By documenting the histories of the wild places of Wassaw, Cumberland, St. Catherine's, Ossabaw and other sea islands, Finlay shed light on everything from early Native American inhabitants to the role of the paper industry to America's financial elite. He also gave voice to the nascent coastal environmental movement of the 1950s, a time when Savannah's liberals and conservatives united to defeat corporate interests that would have sludged up Wassaw Sound for phosphate and built condos on the landfill.
But Finlay never abdicated his role as an objective researcher.
"He was a historian. He did not project his views, he did not have an agenda," says Dr. Paul Pressly, educational director of the Ossabaw Island Foundation. "By bringing forth the topic, he hoped to influence the discussion."
Pressly lauds the work Finlay did with the foundation, bringing back participants of the island's original Genesis Project and spending hours with Ossabaw's most vociferous defender and only full-time resident, Sandy West.
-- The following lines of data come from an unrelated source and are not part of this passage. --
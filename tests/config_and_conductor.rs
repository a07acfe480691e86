//! End-to-end coverage of the config -> conductor pipeline: parsing a YAML
//! environment description, resolving dependency edges, propagating link
//! variables, and rendering a dependency tree, all without a live Docker
//! daemon.

use std::io::Write;

use maestro::conductor::{self, Selector};
use maestro::config;

const YAML: &str = r#"
name: demo
ships:
  ship1:
    ip: "10.0.0.1"
  ship2:
    ip: "10.0.0.2"
services:
  db:
    image: "postgres:16"
    containers:
      db1:
        ship: ship1
        ports:
          pg: 5432
  web:
    image: "nginx:1.27"
    requires: [db]
    containers:
      web1:
        ship: ship2
        env:
          FOO: bar
"#;

fn build_environment() -> maestro::Environment {
    let config = config::parse(YAML).expect("valid yaml");
    let mut environment = conductor::build(&config).expect("builds");
    conductor::resolve_deps(&mut environment).expect("resolves");
    conductor::propagate_links(&mut environment).expect("propagates");
    environment
}

#[test]
fn builds_ships_services_and_containers() {
    let environment = build_environment();
    assert_eq!(environment.ships.len(), 2);
    assert_eq!(environment.services.len(), 2);
    assert!(environment.container("db1").is_some());
    assert!(environment.container("web1").is_some());
}

#[test]
fn link_vars_reach_the_dependent_container() {
    let environment = build_environment();
    let web1 = environment.container("web1").unwrap();
    assert_eq!(web1.env.get("FOO"), Some(&"bar".to_string()));
    assert!(web1.env.contains_key("DB_DB1_PG_PORT"));
    assert_eq!(web1.env.get("SERVICE_NAME"), Some(&"web".to_string()));
    // Dependency links never carry the internal-facing port, only the
    // externally published one.
    assert!(!web1.env.contains_key("DB_DB1_PG_INTERNAL_PORT"));
}

#[test]
fn a_container_gets_its_own_services_link_vars() {
    let environment = build_environment();
    let db1 = environment.container("db1").unwrap();
    assert!(db1.env.contains_key("DB_INSTANCES"));
    assert_eq!(db1.env.get("DB_DB1_HOST"), Some(&"10.0.0.1".to_string()));
    assert!(db1.env.contains_key("DB_DB1_PG_PORT"));
    assert!(db1.env.contains_key("DB_DB1_PG_INTERNAL_PORT"));
}

#[test]
fn transitive_requires_targets_receive_link_vars_too() {
    let chained = r#"
name: demo
ships:
  ship1: { ip: "10.0.0.1" }
services:
  db:
    image: "postgres:16"
    containers:
      db1:
        ship: ship1
        ports:
          pg: 5432
  web:
    image: "nginx:1.27"
    requires: [db]
    containers:
      web1: { ship: ship1 }
  cache:
    image: "redis:7"
    requires: [web]
    containers:
      cache1: { ship: ship1 }
"#;
    let config = config::parse(chained).expect("valid yaml");
    let mut environment = conductor::build(&config).expect("builds");
    conductor::resolve_deps(&mut environment).expect("resolves");
    conductor::propagate_links(&mut environment).expect("propagates");

    let cache1 = environment.container("cache1").unwrap();
    assert!(cache1.env.contains_key("DB_DB1_PG_PORT"), "cache should see db, its dependency's dependency");
    assert!(cache1.env.contains_key("WEB_INSTANCES"));
}

#[test]
fn needed_for_is_the_inverse_of_requires() {
    let environment = build_environment();
    let db = environment.service("db").unwrap();
    assert!(db.needed_for.iter().any(|s| s.as_str() == "web"));
}

#[test]
fn deptree_reports_the_requires_chain() {
    let environment = build_environment();
    let selector = Selector {
        things: vec!["web".to_string()],
        ..Selector::default()
    };
    let lines = conductor::deptree(&environment, &selector, false).expect("deptree");
    assert_eq!(lines[0].service, "web");
    assert!(lines.iter().any(|l| l.service == "db"));
}

#[test]
fn unknown_dependency_is_rejected() {
    let broken = r#"
name: demo
ships:
  ship1: { ip: "10.0.0.1" }
services:
  web:
    image: "nginx:1.27"
    requires: [nonexistent]
"#;
    let config = config::parse(broken).unwrap();
    let mut environment = conductor::build(&config).unwrap();
    assert!(conductor::resolve_deps(&mut environment).is_err());
}

#[test]
fn duplicate_yaml_keys_are_a_parse_error() {
    let dup = "name: demo\nname: demo2\nservices: {}\n";
    assert!(config::parse(dup).is_err());
}

#[test]
fn config_parses_from_a_file_on_disk() {
    let mut file = tempfile::NamedTempFile::new().expect("temp file");
    file.write_all(YAML.as_bytes()).expect("write");
    let contents = std::fs::read_to_string(file.path()).expect("read back");
    let config = config::parse(&contents).expect("valid yaml from disk");
    assert_eq!(config.name, "demo");
}

#[test]
fn container_filter_and_ship_filter_compose() {
    let environment = build_environment();
    let selector = Selector {
        things: vec!["db".to_string(), "web".to_string()],
        ship_filter: Some("ship1".to_string()),
        ..Selector::default()
    };
    // Filters are exercised indirectly through `apply_filters`, used by every
    // container-granular entry point; deptree bypasses it since it's
    // service-granular, so assert directly against the lower-level helper.
    let expansion = conductor::containers_or_services(&environment, &selector.things, true).unwrap();
    let filtered =
        conductor::apply_filters(&environment, expansion.containers, None, selector.ship_filter.as_deref())
            .unwrap();
    assert_eq!(filtered, std::collections::BTreeSet::from(["db1".to_string()]));
}
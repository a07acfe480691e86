//! YAML-deserializable mirror of the environment description (§6).
//!
//! Templating, `include_services` merging, and the CLI surface are the
//! loader's job and live outside this crate; this module owns only the
//! shape `serde_yaml` deserializes into and the duplicate-key check YAML
//! itself doesn't give us for free.

use std::collections::BTreeMap;

use serde::Deserialize;

use crate::error::{MaestroError, Result};
use crate::model::ports::RawPortSpec;
use crate::model::restart::RawRestartPolicy;
use crate::model::volumes::RawVolumeValue;
use crate::probe::{LifecycleState, RawProbeSpec};

/// Top-level environment description.
#[derive(Debug, Clone, Deserialize)]
pub struct EnvironmentConfig {
    /// Environment name.
    pub name: String,
    /// Ships, keyed by name.
    #[serde(default)]
    pub ships: BTreeMap<String, RawShipConfig>,
    /// Services, keyed by name.
    #[serde(default)]
    pub services: BTreeMap<String, ServiceConfig>,
    /// Registry credentials, keyed by registry name.
    #[serde(default)]
    pub registries: BTreeMap<String, RawRegistryConfig>,
    /// Configuration schema version; defaults to 1 when absent.
    #[serde(rename = "__maestro", default)]
    pub maestro: Option<MaestroBlock>,
    /// Resolved convenience accessor; see [`EnvironmentConfig::schema`].
    #[serde(skip)]
    pub schema: Option<u32>,
}

/// The `__maestro` control block.
#[derive(Debug, Clone, Deserialize)]
pub struct MaestroBlock {
    /// Schema version: 1 or 2.
    pub schema: u32,
}

/// One ship entry.
#[derive(Debug, Clone, Deserialize)]
pub struct RawShipConfig {
    /// Host IP.
    pub ip: String,
    /// Optional distinct control address.
    #[serde(default)]
    pub endpoint: Option<String>,
    /// Docker daemon port, defaults to 2375.
    #[serde(default)]
    pub docker_port: Option<u16>,
    /// Expected Docker version string.
    #[serde(default)]
    pub docker_version: Option<String>,
    /// Per-command timeout in seconds.
    #[serde(default)]
    pub timeout_seconds: Option<u64>,
    /// Whether published ports default to binding `ip` instead of `0.0.0.0`.
    #[serde(default)]
    pub bind_to_ip: Option<bool>,
}

/// One registry credential entry.
#[derive(Debug, Clone, Deserialize)]
pub struct RawRegistryConfig {
    /// Registry username.
    pub username: String,
    /// Registry password.
    pub password: String,
}

/// One service entry.
#[derive(Debug, Clone, Deserialize)]
pub struct ServiceConfig {
    /// Image reference.
    pub image: String,
    /// Base environment, merged into every container.
    #[serde(default)]
    pub env: BTreeMap<String, String>,
    /// Hard dependency service names.
    #[serde(default)]
    pub requires: Vec<String>,
    /// Soft dependency service names.
    #[serde(default)]
    pub wants_info: Vec<String>,
    /// Container instances, keyed by name, in declaration order.
    #[serde(default)]
    pub containers: indexmap_like::OrderedMap<ContainerConfig>,
}

/// One container entry.
#[derive(Debug, Clone, Deserialize)]
pub struct ContainerConfig {
    /// The ship this container is placed on.
    pub ship: String,
    /// Command, given as a bare string or an argv list.
    #[serde(default)]
    pub cmd: Vec<String>,
    /// Named port mappings.
    #[serde(default)]
    pub ports: BTreeMap<String, RawPortSpec>,
    /// Container-specific environment, overlaid on the service's base env.
    #[serde(default)]
    pub env: BTreeMap<String, String>,
    /// Bind mounts.
    #[serde(default)]
    pub volumes: BTreeMap<String, RawVolumeValue>,
    /// Container-only volume paths.
    #[serde(default)]
    pub container_volumes: Vec<String>,
    /// Names of sibling containers (same ship) whose volumes to inherit.
    #[serde(default)]
    pub volumes_from: Vec<String>,
    /// Working directory.
    #[serde(default)]
    pub workdir: Option<String>,
    /// Whether to run privileged.
    #[serde(default)]
    pub privileged: Option<bool>,
    /// Extra DNS servers.
    #[serde(default)]
    pub dns: Vec<String>,
    /// `docker stop` grace period, in seconds.
    #[serde(default)]
    pub stop_timeout: Option<u64>,
    /// CPU shares.
    #[serde(default)]
    pub cpu_shares: Option<u64>,
    /// Memory limit string, e.g. `"512m"`.
    #[serde(default)]
    pub mem_limit: Option<String>,
    /// Memory+swap limit string.
    #[serde(default)]
    pub memswap_limit: Option<String>,
    /// Restart policy.
    #[serde(default)]
    pub restart_policy: Option<RawRestartPolicy>,
    /// Readiness probes, by lifecycle state.
    #[serde(default)]
    pub lifecycle: BTreeMap<LifecycleState, Vec<RawProbeSpec>>,
}

/// Minimal order-preserving map used only for `containers:`, where
/// declaration order feeds `{SERVICE}_INSTANCES`. A dependency like
/// `indexmap` would do this more generally; this is the one place order
/// matters, so a small local type stands in for it.
pub mod indexmap_like {
    use serde::de::{Deserializer, MapAccess, Visitor};
    use serde::Deserialize;
    use std::fmt;
    use std::marker::PhantomData;

    /// An insertion-ordered `name -> value` map.
    #[derive(Debug, Clone, Default)]
    pub struct OrderedMap<V>(Vec<(String, V)>);

    impl<V> OrderedMap<V> {
        /// Iterate in declaration order.
        pub fn iter(&self) -> impl Iterator<Item = (&String, &V)> {
            self.0.iter().map(|(k, v)| (k, v))
        }
    }

    impl<'a, V> IntoIterator for &'a OrderedMap<V> {
        type Item = (&'a String, &'a V);
        type IntoIter = Box<dyn Iterator<Item = (&'a String, &'a V)> + 'a>;
        fn into_iter(self) -> Self::IntoIter {
            Box::new(self.iter())
        }
    }

    impl<'de, V: Deserialize<'de>> Deserialize<'de> for OrderedMap<V> {
        fn deserialize<D>(deserializer: D) -> Result<Self, D::Error>
        where
            D: Deserializer<'de>,
        {
            struct MapVisitor<V>(PhantomData<V>);

            impl<'de, V: Deserialize<'de>> Visitor<'de> for MapVisitor<V> {
                type Value = OrderedMap<V>;

                fn expecting(&self, f: &mut fmt::Formatter<'_>) -> fmt::Result {
                    f.write_str("a mapping")
                }

                fn visit_map<A>(self, mut map: A) -> Result<Self::Value, A::Error>
                where
                    A: MapAccess<'de>,
                {
                    let mut entries = Vec::new();
                    while let Some((key, value)) = map.next_entry::<String, V>()? {
                        entries.push((key, value));
                    }
                    Ok(OrderedMap(entries))
                }
            }

            deserializer.deserialize_map(MapVisitor(PhantomData))
        }
    }
}

impl EnvironmentConfig {
    /// The resolved schema version: the `__maestro.schema` block if present,
    /// defaulting to 1.
    pub fn schema_version(&self) -> u32 {
        self.maestro.as_ref().map(|b| b.schema).unwrap_or(1)
    }
}

/// Parse an environment description, rejecting duplicate keys in any
/// mapping (YAML itself doesn't consider this an error; this crate does).
pub fn parse(yaml: &str) -> Result<EnvironmentConfig> {
    let value: serde_yaml::Value = serde_yaml::from_str(yaml)?;
    check_no_duplicate_keys(&value)?;
    let mut config: EnvironmentConfig = serde_yaml::from_value(value)?;
    config.schema = Some(config.schema_version());
    Ok(config)
}

fn check_no_duplicate_keys(value: &serde_yaml::Value) -> Result<()> {
    match value {
        serde_yaml::Value::Mapping(map) => {
            let mut seen = std::collections::HashSet::new();
            for key in map.keys() {
                let rendered = serde_yaml::to_string(key).unwrap_or_default();
                if !seen.insert(rendered.clone()) {
                    return Err(MaestroError::configuration(format!(
                        "duplicate key `{}` in environment description",
                        rendered.trim()
                    )));
                }
            }
            for value in map.values() {
                check_no_duplicate_keys(value)?;
            }
            Ok(())
        }
        serde_yaml::Value::Sequence(seq) => {
            for item in seq {
                check_no_duplicate_keys(item)?;
            }
            Ok(())
        }
        _ => Ok(()),
    }
}

#[cfg(test)]
mod tests {
    use super::*;

    #[test]
    fn parses_minimal_environment() {
        let yaml = r#"
name: demo
ships:
  s1:
    ip: 10.0.0.1
services:
  a:
    image: "redis:7"
    containers:
      a1:
        ship: s1
"#;
        let config = parse(yaml).unwrap();
        assert_eq!(config.name, "demo");
        assert_eq!(config.schema, Some(1));
        assert_eq!(config.services["a"].image, "redis:7");
    }

    #[test]
    fn duplicate_top_level_key_is_rejected() {
        let yaml = "name: a\nname: b\n";
        assert!(parse(yaml).is_err());
    }

    #[test]
    fn schema_two_block_is_honored() {
        let yaml = r#"
name: demo
__maestro:
  schema: 2
"#;
        let config = parse(yaml).unwrap();
        assert_eq!(config.schema, Some(2));
    }

    #[test]
    fn container_order_is_preserved() {
        let yaml = r#"
name: demo
ships:
  s1: { ip: 10.0.0.1 }
services:
  a:
    image: redis
    containers:
      second: { ship: s1 }
      first: { ship: s1 }
"#;
        let config = parse(yaml).unwrap();
        let names: Vec<&String> = config.services["a"].containers.iter().map(|(k, _)| k).collect();
        assert_eq!(names, vec!["second", "first"]);
    }
}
Finlay's rigorous research has brought awareness and authority to the cause, and Pressly hopes that it will be published posthumously. An international environmental symposium on Ossabaw is being planned for 2016 in Finlay's honor.
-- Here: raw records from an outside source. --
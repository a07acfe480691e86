//! Port specification parsing (§6): integer, string, and mapping forms.

use serde::Deserialize;

use crate::error::{MaestroError, Result};

/// A transport protocol for a port.
#[derive(Debug, Clone, Copy, PartialEq, Eq)]
pub enum Protocol {
    /// TCP.
    Tcp,
    /// UDP.
    Udp,
}

impl Protocol {
    fn parse(raw: &str) -> Result<Self> {
        match raw.to_ascii_lowercase().as_str() {
            "tcp" => Ok(Self::Tcp),
            "udp" => Ok(Self::Udp),
            other => Err(MaestroError::configuration(format!(
                "unknown port protocol `{other}`"
            ))),
        }
    }
}

impl std::fmt::Display for Protocol {
    fn fmt(&self, f: &mut std::fmt::Formatter<'_>) -> std::fmt::Result {
        match self {
            Self::Tcp => write!(f, "tcp"),
            Self::Udp => write!(f, "udp"),
        }
    }
}

/// A `port/proto` pair, e.g. `80/tcp`.
#[derive(Debug, Clone, PartialEq, Eq)]
pub struct PortProto {
    /// The numeric port.
    pub port: u16,
    /// The protocol.
    pub protocol: Protocol,
}

impl std::fmt::Display for PortProto {
    fn fmt(&self, f: &mut std::fmt::Formatter<'_>) -> std::fmt::Result {
        write!(f, "{}/{}", self.port, self.protocol)
    }
}

fn parse_port_proto(raw: &str, default_proto: Protocol) -> Result<PortProto> {
    let (port_part, proto) = match raw.split_once('/') {
        Some((p, proto)) => (p, Protocol::parse(proto)?),
        None => (raw, default_proto),
    };
    let port: u16 = port_part
        .trim()
        .parse()
        .map_err(|_| MaestroError::configuration(format!("invalid port number `{port_part}`")))?;
    Ok(PortProto {
        port,
        protocol: proto,
    })
}

/// A fully resolved port mapping for one named port.
#[derive(Debug, Clone, PartialEq, Eq)]
pub struct PortSpec {
    /// The container-side (exposed) port/proto.
    pub exposed: PortProto,
    /// The host-side bind address.
    pub external_ip: String,
    /// The host-side (external) port/proto.
    pub external: PortProto,
}

/// Raw YAML shapes a named port entry may take.
#[derive(Debug, Clone, Deserialize)]
#[serde(untagged)]
pub enum RawPortSpec {
    /// A bare integer: `80`.
    Int(u16),
    /// A string: `"80"`, `"80/udp"`, or `"8080:80"`.
    Str(String),
    /// A mapping: `{exposed: "80/tcp", external: ["10.0.0.1", 8080]}`.
    Map {
        /// The exposed (container-side) port spec.
        exposed: String,
        /// The external (host-side) spec: an IP, or `[ip, port]`.
        external: RawExternal,
    },
}

/// The `external` field of a mapping-form port spec.
#[derive(Debug, Clone, Deserialize)]
#[serde(untagged)]
pub enum RawExternal {
    /// Just a bind IP; the port mirrors the exposed port.
    Ip(String),
    /// `[ip, port]`.
    IpPort(String, serde_yaml::Value),
}

impl RawPortSpec {
    /// Resolve this raw spec into a [`PortSpec`].
    pub fn resolve(&self) -> Result<PortSpec> {
        match self {
            RawPortSpec::Int(n) => {
                let exposed = PortProto {
                    port: *n,
                    protocol: Protocol::Tcp,
                };
                Ok(PortSpec {
                    exposed: exposed.clone(),
                    external_ip: "0.0.0.0".to_string(),
                    external: exposed,
                })
            }
            RawPortSpec::Str(s) => Self::resolve_str(s),
            RawPortSpec::Map { exposed, external } => {
                let exposed = parse_port_proto(exposed, Protocol::Tcp)?;
                let (external_ip, external_port_raw) = match external {
                    RawExternal::Ip(ip) => (ip.clone(), None),
                    RawExternal::IpPort(ip, port) => (ip.clone(), Some(port)),
                };
                let external = match external_port_raw {
                    None => exposed.clone(),
                    Some(value) => {
                        let raw_str = match value {
                            serde_yaml::Value::Number(n) => n.to_string(),
                            serde_yaml::Value::String(s) => s.clone(),
                            other => {
                                return Err(MaestroError::configuration(format!(
                                    "invalid external port value: {other:?}"
                                )))
                            }
                        };
                        parse_port_proto(&raw_str, exposed.protocol)?
                    }
                };
                if exposed.protocol != external.protocol {
                    return Err(MaestroError::configuration(
                        "exposed and external port protocols must match",
                    ));
                }
                Ok(PortSpec {
                    exposed,
                    external_ip,
                    external,
                })
            }
        }
    }

    fn resolve_str(s: &str) -> Result<PortSpec> {
        if let Some((a, b)) = s.split_once(':') {
            let exposed = parse_port_proto(a, Protocol::Tcp)?;
            let external = parse_port_proto(b, exposed.protocol)?;
            if exposed.protocol != external.protocol {
                return Err(MaestroError::configuration(
                    "exposed and external port protocols must match",
                ));
            }
            Ok(PortSpec {
                exposed: exposed.clone(),
                external_ip: "0.0.0.0".to_string(),
                external,
            })
        } else {
            let exposed = parse_port_proto(s, Protocol::Tcp)?;
            Ok(PortSpec {
                exposed: exposed.clone(),
                external_ip: "0.0.0.0".to_string(),
                external: exposed,
            })
        }
    }
}

#[cfg(test)]
mod tests {
    use super::*;

    fn resolve(yaml: &str) -> PortSpec {
        let raw: RawPortSpec = serde_yaml::from_str(yaml).unwrap();
        raw.resolve().unwrap()
    }

    #[test]
    fn integer_form() {
        let spec = resolve("80");
        assert_eq!(spec.exposed.to_string(), "80/tcp");
        assert_eq!(spec.external.to_string(), "80/tcp");
        assert_eq!(spec.external_ip, "0.0.0.0");
    }

    #[test]
    fn string_with_protocol() {
        let spec = resolve("\"53/udp\"");
        assert_eq!(spec.exposed.protocol, Protocol::Udp);
        assert_eq!(spec.exposed.port, 53);
    }

    #[test]
    fn string_mapping_form() {
        let spec = resolve("\"8080:80\"");
        assert_eq!(spec.exposed.port, 8080);
        assert_eq!(spec.external.port, 80);
    }

    #[test]
    fn mapping_form_with_port() {
        let spec = resolve("exposed: \"80/tcp\"\nexternal: [\"10.0.0.1\", 8080]");
        assert_eq!(spec.external_ip, "10.0.0.1");
        assert_eq!(spec.external.port, 8080);
    }

    #[test]
    fn mapping_form_ip_only() {
        let spec = resolve("exposed: \"80/tcp\"\nexternal: \"10.0.0.1\"");
        assert_eq!(spec.external_ip, "10.0.0.1");
        assert_eq!(spec.external.port, 80);
    }

    #[test]
    fn protocol_mismatch_is_error() {
        let raw: RawPortSpec = serde_yaml::from_str("\"80/tcp:81/udp\"").unwrap();
        assert!(raw.resolve().is_err());
    }

    #[test]
    fn round_trip_preserves_tuple() {
        let spec = resolve("exposed: \"80/tcp\"\nexternal: [\"1.2.3.4\", 8080]");
        assert_eq!(
            (
                spec.exposed.port,
                spec.exposed.protocol,
                spec.external_ip.as_str(),
                spec.external.port,
                spec.external.protocol
            ),
            (80, Protocol::Tcp, "1.2.3.4", 8080, Protocol::Tcp)
        );
    }
}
"He was a Renaissance Man — a restless mind that could tie things together in different areas, bring together administration and faculty, environmentalism and industry," Pressly remembers.
"He understood the long view."
To underscore that point, Pressly shares a story that took place just a few weeks ago: He was with Finlay and his wife, Kelly Applegate, in Plains, Georgia, where 89 year-old former President Jimmy Carter teaches Sunday School at Maranatha Baptist Church.
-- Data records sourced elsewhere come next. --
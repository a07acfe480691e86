//! `clean`: remove a stopped container's filesystem and metadata (§4.F).
//! Refuses to touch a container that's currently running; missing
//! containers are a no-op, not an error.

use std::collections::BTreeSet;

use crate::error::{MaestroError, Result};
use crate::model::ContainerStatus;
use crate::planner::{self, Direction};
use crate::play::PlayContext;
use crate::play_executor::{self, FailureMode, Outcome};

/// Remove every container named in `containers` that exists and isn't
/// running, in reverse dependency order.
pub async fn run(ctx: &PlayContext<'_>, containers: &BTreeSet<String>) -> std::collections::HashMap<String, Outcome> {
    let plan = match planner::plan(ctx.environment, containers, Direction::Reverse, false, true) {
        Ok(plan) => plan,
        Err(_) => return std::collections::HashMap::new(),
    };
    let in_plan: BTreeSet<String> = plan.order.iter().cloned().collect();
    let mut predecessors = std::collections::HashMap::new();
    for name in &plan.order {
        let preds = planner::predecessors(ctx.environment, Direction::Reverse, name, &in_plan).unwrap_or_default();
        predecessors.insert(name.clone(), preds);
    }

    play_executor::execute(
        &plan,
        &predecessors,
        ctx.concurrency,
        FailureMode::FailSoft,
        ctx.progress,
        |name| {
            let environment = ctx.environment;
            let docker_path = ctx.docker_path.clone();
            Box::pin(async move { clean_one(environment, &docker_path, &name).await })
        },
    )
    .await
}

async fn clean_one(environment: &crate::model::Environment, docker_path: &std::path::Path, name: &str) -> Result<()> {
    let container = environment
        .container(name)
        .ok_or_else(|| MaestroError::orchestration(name, "container not found in environment"))?;
    let ship = environment.ship(container.ship.as_str())?;
    let docker = ship.docker_client(docker_path.to_path_buf());

    let inspection = match docker.inspect(name).await? {
        Some(i) => i,
        None => {
            container.set_status(ContainerStatus::Absent).await;
            return Ok(());
        }
    };
    if inspection.running {
        return Err(MaestroError::orchestration(
            name,
            "refusing to clean a running container; stop it first",
        ));
    }

    docker.remove(name).await?;
    container.set_status(ContainerStatus::Absent).await;
    Ok(())
}
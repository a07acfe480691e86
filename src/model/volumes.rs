//! Volume specification parsing (§6), schema 1 and schema 2.

use serde::Deserialize;

use crate::error::{MaestroError, Result};

/// Bind-mount access mode.
#[derive(Debug, Clone, Copy, PartialEq, Eq)]
pub enum Mode {
    /// Read-write (default).
    ReadWrite,
    /// Read-only.
    ReadOnly,
}

impl Mode {
    fn parse(raw: &str) -> Result<Self> {
        match raw {
            "rw" => Ok(Self::ReadWrite),
            "ro" => Ok(Self::ReadOnly),
            other => Err(MaestroError::configuration(format!(
                "invalid volume mode `{other}`, expected `rw` or `ro`"
            ))),
        }
    }
}

/// A single resolved bind mount: host path to container path.
#[derive(Debug, Clone, PartialEq, Eq)]
pub struct BindMount {
    /// Path on the host (ship) filesystem.
    pub host_path: String,
    /// Path inside the container.
    pub container_path: String,
    /// Access mode.
    pub mode: Mode,
}

/// Raw YAML shape of one volume entry's value.
#[derive(Debug, Clone, Deserialize)]
#[serde(untagged)]
pub enum RawVolumeValue {
    /// Bare path: `"/outside": "/inside"`.
    Path(String),
    /// `{target: "/inside", mode: "ro"}`.
    Detailed {
        /// Target path (meaning depends on schema direction).
        target: Option<String>,
        /// Access mode, defaults to `rw`.
        #[serde(default)]
        mode: Option<String>,
    },
    /// A list is invalid (no multi-bind).
    List(Vec<serde_yaml::Value>),
}

/// Parse one `key: value` volume entry for the given schema version.
///
/// Schema 2: `key` is the host path, `value` is the container path (or
/// detailed mapping). Schema 1 inverts the direction: `key` is the container
/// path, `value` is the host path.
pub fn resolve_volume(key: &str, value: &RawVolumeValue, schema: u32) -> Result<BindMount> {
    let (other_path, mode) = match value {
        RawVolumeValue::Path(p) => (p.clone(), Mode::ReadWrite),
        RawVolumeValue::Detailed { target, mode } => {
            let target = target.clone().ok_or_else(|| {
                MaestroError::configuration("volume mapping missing `target`")
            })?;
            let mode = match mode {
                Some(m) => Mode::parse(m)?,
                None => Mode::ReadWrite,
            };
            (target, mode)
        }
        RawVolumeValue::List(_) => {
            return Err(MaestroError::configuration(
                "volume specification cannot be a list (no multi-bind)",
            ))
        }
    };

    if schema <= 1 {
        // schema 1: `container_path: host_path`
        Ok(BindMount {
            host_path: other_path,
            container_path: key.to_string(),
            mode,
        })
    } else {
        // schema 2: `host_path: container_path`
        Ok(BindMount {
            host_path: key.to_string(),
            container_path: other_path,
            mode,
        })
    }
}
"After lunch, Mark did something very touching — he pulled out campaign buttons from 1976 and talked about how as a young teenager in Iowa, he worked for the Carter campaign," retells Pressly. "He had saved them all those years. President Carter was very moved."
I didn't know Finlay all that well—we have friends in common, and I worked with Kelly, a talented graphic designer, at another publication years ago. Our kids attended the same school for awhile, and sometimes we'd exchange the apologetic nods of busy grown-ups who would really like to stop and chat one of these days if we could just find the time.
I did get a glimpse of his exceptional way with history when I interviewed him in January for an article about Ossabaw and the rest of the sea islands on the occasion of West's 100th birthday. We met at Skidaway State Park's Big Ferry Trail to put context to content, and as we traipsed through the saw palmettos and curtains of moss, he pointed out a Native American oyster midden here, a decomposing moonshine still there, the centuries piling up in the misty maritime forest.
Without a trace of pedantry, he explained the connection between the untouched marsh and the Rockefellers while invoking cellular biology, loggerhead turtles and Lester Maddox. We also talked kids and chess and even a little UGA football.
I learned more about the Georgia coast in an hour sitting with Dr. Finlay looking out onto the choppy waters of the Skidaway Narrows than I had in the entire time I've lived here. I sure do hope to read his book someday; his research may be the reason that future generations will be able to poke their toes into the pristine sand dunes of St. Catherine's Island or track wild pigs on Ossabaw.
I humbly offer my deepest condolences to Dr. Finlay's family and friends in this difficult time. I'll also extend a gentle reminder to all of us to hug our loved ones a little tighter, take things a little slower.
And to remember that how much value there is in history, and how much we need those who make it matter.